Dataset items
- - -
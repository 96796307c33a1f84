//! Memoizing query service with the uniform degrade-to-empty failure policy.
//!
//! Callers never see a query error: a failing store call is logged with its
//! full error chain and replaced by the empty value of the result type.
//! Only successful results are cached, so a transient failure is retried on
//! the next request.

use std::future::Future;
use std::sync::Arc;
use std::time::Instant;

use arc_swap::ArcSwapOption;
use carlens_core::{
    CorrelationRow, FilterOptions, FuelDistribution, OverviewStats, PriceRow, VehicleFilter,
    VehicleRow,
};
use metrics::{counter, histogram};
use tracing::{debug, error, info_span, warn, Instrument};

use super::cache::QueryCache;
use super::config::ServiceConfig;
use crate::traits::VehicleStore;

/// Runs the dashboard queries against a shared [`VehicleStore`].
///
/// One instance lives for the whole process and is handed to the HTTP
/// layer through `AppState`.
pub struct QueryService {
    store: Arc<dyn VehicleStore>,
    config: ServiceConfig,
    options: ArcSwapOption<FilterOptions>,
    overview: QueryCache<OverviewStats>,
    prices: QueryCache<Arc<Vec<PriceRow>>>,
    fuel: QueryCache<FuelDistribution>,
    correlation: QueryCache<Arc<Vec<CorrelationRow>>>,
    vehicles: QueryCache<Arc<Vec<VehicleRow>>>,
}

impl QueryService {
    #[must_use]
    pub fn new(store: Arc<dyn VehicleStore>, config: ServiceConfig) -> Self {
        let capacity = config.cache_capacity;
        Self {
            store,
            config,
            options: ArcSwapOption::empty(),
            overview: QueryCache::new("overview", capacity),
            prices: QueryCache::new("price_distribution", capacity),
            fuel: QueryCache::new("fuel_distribution", capacity),
            correlation: QueryCache::new("correlation", capacity),
            vehicles: QueryCache::new("vehicle_table", capacity),
        }
    }

    /// The store this service reads from.
    #[must_use]
    pub fn store(&self) -> &Arc<dyn VehicleStore> {
        &self.store
    }

    /// Year bounds and brand choices for the filter widgets.
    ///
    /// Resolved once and reused while caching is enabled. On failure, or
    /// when the collection is empty, returns [`FilterOptions::fallback`]
    /// so the dashboard stays renderable; the fallback is not cached.
    pub async fn filter_options(&self) -> FilterOptions {
        if let Some(options) = self.options.load_full() {
            return options.as_ref().clone();
        }

        let span = info_span!("query", query = "filter_options");
        match self.store.filter_options().instrument(span).await {
            Ok(options) => {
                if self.config.caching_enabled() {
                    self.options.store(Some(Arc::new(options.clone())));
                }
                options
            }
            Err(err) => {
                counter!("carlens_query_failures_total", "query" => "filter_options").increment(1);
                error!(
                    backend = self.store.backend(),
                    error = ?err,
                    "filter options query failed, using fallback options"
                );
                FilterOptions::fallback()
            }
        }
    }

    pub async fn overview(&self, filter: &VehicleFilter) -> OverviewStats {
        run_cached(&self.overview, filter, || self.store.overview(filter)).await
    }

    pub async fn price_distribution(&self, filter: &VehicleFilter) -> Arc<Vec<PriceRow>> {
        run_cached(&self.prices, filter, || async {
            self.store.price_distribution(filter).await.map(Arc::new)
        })
        .await
    }

    pub async fn fuel_distribution(&self, filter: &VehicleFilter) -> FuelDistribution {
        run_cached(&self.fuel, filter, || self.store.fuel_distribution(filter)).await
    }

    pub async fn correlation_rows(&self, filter: &VehicleFilter) -> Arc<Vec<CorrelationRow>> {
        run_cached(&self.correlation, filter, || async {
            self.store.correlation_rows(filter).await.map(Arc::new)
        })
        .await
    }

    pub async fn vehicle_rows(&self, filter: &VehicleFilter) -> Arc<Vec<VehicleRow>> {
        run_cached(&self.vehicles, filter, || async {
            self.store.vehicle_rows(filter).await.map(Arc::new)
        })
        .await
    }

    /// Number of memoized results across all query kinds.
    #[must_use]
    pub fn cached_entries(&self) -> usize {
        self.overview.len()
            + self.prices.len()
            + self.fuel.len()
            + self.correlation.len()
            + self.vehicles.len()
            + usize::from(self.options.load().is_some())
    }

    /// Forgets every memoized result, including the filter options.
    pub fn clear_caches(&self) {
        self.options.store(None);
        self.overview.clear();
        self.prices.clear();
        self.fuel.clear();
        self.correlation.clear();
        self.vehicles.clear();
        debug!("query caches cleared");
    }
}

/// Serves `filter` from `cache`, or runs `query` and applies the failure policy.
async fn run_cached<V, F, Fut>(cache: &QueryCache<V>, filter: &VehicleFilter, query: F) -> V
where
    V: Clone + Default,
    F: FnOnce() -> Fut,
    Fut: Future<Output = anyhow::Result<V>>,
{
    if let Some(hit) = cache.get(filter) {
        return hit;
    }

    let name = cache.query();
    if filter.years.is_degenerate() {
        warn!(query = name, filter = %filter, "year range is inverted, no vehicle can match");
    }

    let span = info_span!("query", query = name, filter = %filter);
    let start = Instant::now();
    let result = query().instrument(span).await;
    histogram!("carlens_query_duration_seconds", "query" => name)
        .record(start.elapsed().as_secs_f64());

    match result {
        Ok(value) => {
            counter!("carlens_queries_total", "query" => name).increment(1);
            cache.insert(filter.clone(), value.clone());
            value
        }
        Err(err) => {
            counter!("carlens_query_failures_total", "query" => name).increment(1);
            error!(
                query = name,
                filter = %filter,
                error = ?err,
                "query failed, serving empty result"
            );
            V::default()
        }
    }
}
//! Integration tests for translation synchronization.

use std::sync::Arc;

use lingorm::{
    entity_handle, Cardinality, EntityMapping, InMemoryTranslationRepository, MappingRegistry,
    ObjectManager, PropertyAccess, PropertyDecl, PropertyObserver, Record, SyncOutcome,
    TranslatableConfig, TranslatableManager, TranslationContext, TranslationRepository,
    UnitOfWork, Value,
};
use pretty_assertions::assert_eq;

struct TestContext {
    registry: Arc<MappingRegistry>,
    manager: TranslatableManager,
    repository: InMemoryTranslationRepository,
    uow: UnitOfWork,
    observer: PropertyObserver,
}

impl TestContext {
    fn new(config: TranslatableConfig) -> Self {
        let registry = blog_schema();
        let manager = TranslatableManager::new(registry.clone(), config);
        let repository =
            InMemoryTranslationRepository::new(registry.clone(), manager.metadata_factory().clone());

        Self {
            registry,
            manager,
            repository,
            uow: UnitOfWork::new(),
            observer: PropertyObserver::new(),
        }
    }

    fn context(&self) -> TranslationContext<'_> {
        self.manager
            .translation_context("Post", "translations", &self.repository, &self.uow)
            .unwrap()
    }

    fn post(&self) -> Record {
        Record::from_mapping(&self.registry.entity("Post").unwrap())
    }

    fn save(&self, post: &mut Record) -> SyncOutcome {
        let mut outcomes = self
            .manager
            .save_translations(&self.observer, post, &self.repository, &self.uow)
            .unwrap();
        assert_eq!(outcomes.len(), 1);
        outcomes.remove(0)
    }
}

fn blog_schema() -> Arc<MappingRegistry> {
    let post = EntityMapping::new("Post", "id")
        .with_field("published_at")
        .with_association("translations", "PostTranslation", Cardinality::OneToMany)
        .with_property(PropertyDecl::private("locale").locale())
        .with_property(PropertyDecl::private("title").translatable("translations"))
        .with_property(PropertyDecl::private("body").translatable("translations"))
        .with_property(PropertyDecl::private("tags").translatable("translations"));

    let translation = EntityMapping::new("PostTranslation", "id")
        .with_field("locale")
        .with_field("title")
        .with_field("body")
        .with_association("tags", "Tag", Cardinality::ManyToMany)
        .with_association("post", "Post", Cardinality::ManyToOne)
        .with_property(PropertyDecl::private("locale").locale());

    let tag = EntityMapping::new("Tag", "id").with_field("label");

    Arc::new(
        MappingRegistry::new()
            .with(post)
            .with(translation)
            .with(tag),
    )
}

fn tag(label: &str) -> Value {
    entity_handle(Record::new("Tag", ["id", "label"]).with_value("label", label)).into()
}

#[test]
fn test_empty_translation_is_removed_with_same_locales() {
    let ctx = TestContext::new(
        TranslatableConfig::new()
            .with_locale("en")
            .with_default_locale("en"),
    );
    let context = ctx.context();
    let helper = ctx.manager.helper();

    let mut post = ctx.post().with_value("locale", "en");
    assert!(!helper.has_translated_properties(&context, &post).unwrap());
    assert!(!helper.remove_empty_translation(&context, &mut post).unwrap());

    post.set_property("title", Value::from("Hello")).unwrap();
    assert!(helper.has_translated_properties(&context, &post).unwrap());
    let SyncOutcome::Copied(translation) = ctx.save(&mut post) else {
        panic!("translation was not copied");
    };
    assert!(ctx.uow.contains(&translation));
    assert_eq!(
        translation.read().get_property("title").unwrap(),
        Value::from("Hello")
    );

    post.set_property("title", Value::Null).unwrap();
    assert!(!helper.has_translated_properties(&context, &post).unwrap());
    assert!(matches!(ctx.save(&mut post), SyncOutcome::Removed));

    assert!(ctx.uow.is_removed(&translation));
    assert!(!ctx.uow.contains(&translation));
    assert!(ctx
        .repository
        .get_translations(&post, "translations")
        .unwrap()
        .is_empty());
}

#[test]
fn test_object_without_locale_is_saved_in_default_locale() {
    let ctx = TestContext::new(
        TranslatableConfig::new()
            .with_locale("pl")
            .with_default_locale("en"),
    );
    let mut post = ctx
        .post()
        .with_value("body", "Body")
        .with_value("tags", vec![tag("rust"), tag("orm")]);

    let SyncOutcome::Copied(translation) = ctx.save(&mut post) else {
        panic!("translation was not copied");
    };

    let translation = translation.read();
    assert_eq!(translation.get_property("locale").unwrap(), Value::from("en"));
    assert_eq!(translation.get_property("body").unwrap(), Value::from("Body"));
    assert_eq!(translation.get_property("title").unwrap(), Value::Null);
    assert_eq!(
        translation.get_property("tags").unwrap().as_collection().map(<[Value]>::len),
        Some(2)
    );
}

#[test]
fn test_translations_per_locale() {
    let ctx = TestContext::new(
        TranslatableConfig::new()
            .with_locale("pl")
            .with_default_locale("en"),
    );
    let mut post = ctx.post();

    post.set_property("locale", Value::from("en")).unwrap();
    post.set_property("title", Value::from("Hello")).unwrap();
    ctx.save(&mut post);

    post.set_property("locale", Value::from("pl")).unwrap();
    post.set_property("title", Value::from("Cześć")).unwrap();
    ctx.save(&mut post);

    assert_eq!(ctx.uow.managed().len(), 2);
    let titles: Vec<Value> = ctx
        .repository
        .get_translations(&post, "translations")
        .unwrap()
        .iter()
        .map(|translation| translation.handle().read().get_property("title").unwrap())
        .collect();
    assert_eq!(titles, vec![Value::from("Hello"), Value::from("Cześć")]);

    let mut reloaded = ctx.post();
    reloaded
        .set_property("translations", post.get_property("translations").unwrap())
        .unwrap();
    ctx.manager
        .load_translations(&ctx.observer, &mut reloaded, &ctx.repository, &ctx.uow)
        .unwrap();
    assert_eq!(reloaded.get_property("title").unwrap(), Value::from("Cześć"));
    assert_eq!(reloaded.get_property("locale").unwrap(), Value::from("pl"));
    assert!(matches!(ctx.save(&mut reloaded), SyncOutcome::Unchanged));
}

#[test]
fn test_observer_tracks_objects_independently() {
    let ctx = TestContext::new(TranslatableConfig::new().with_default_locale("en"));
    let context = ctx.context();
    let helper = ctx.manager.helper();

    let first = ctx.post().with_value("title", "First");
    let mut second = ctx.post().with_value("title", "Second");

    helper.observe(&context, &ctx.observer, &first).unwrap();
    helper.observe(&context, &ctx.observer, &second).unwrap();
    second.set_property("title", Value::from("Changed")).unwrap();

    assert!(!helper
        .has_changed_translatable_properties(&context, &ctx.observer, &first)
        .unwrap());
    assert!(helper
        .has_changed_translatable_properties(&context, &ctx.observer, &second)
        .unwrap());

    ctx.observer.remove(&second);
    assert_eq!(ctx.observer.tracked_objects(), 1);
}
- - -
## WHAT THE EXERCISE ASKS
The response must consist solely of the lines from the top of the records through the line holding "use std::future::Future;", copied word for word.

## TASK RESULT
repository 96796307c33a1f84
//! Memoizing query service with the uniform degrade-to-empty failure policy.
//!
//! Callers never see a query error: a failing store call is logged with its
//! full error chain and replaced by the empty value of the result type.
//! Only successful results are cached, so a transient failure is retried on
//! the next request.

use std::future::Future;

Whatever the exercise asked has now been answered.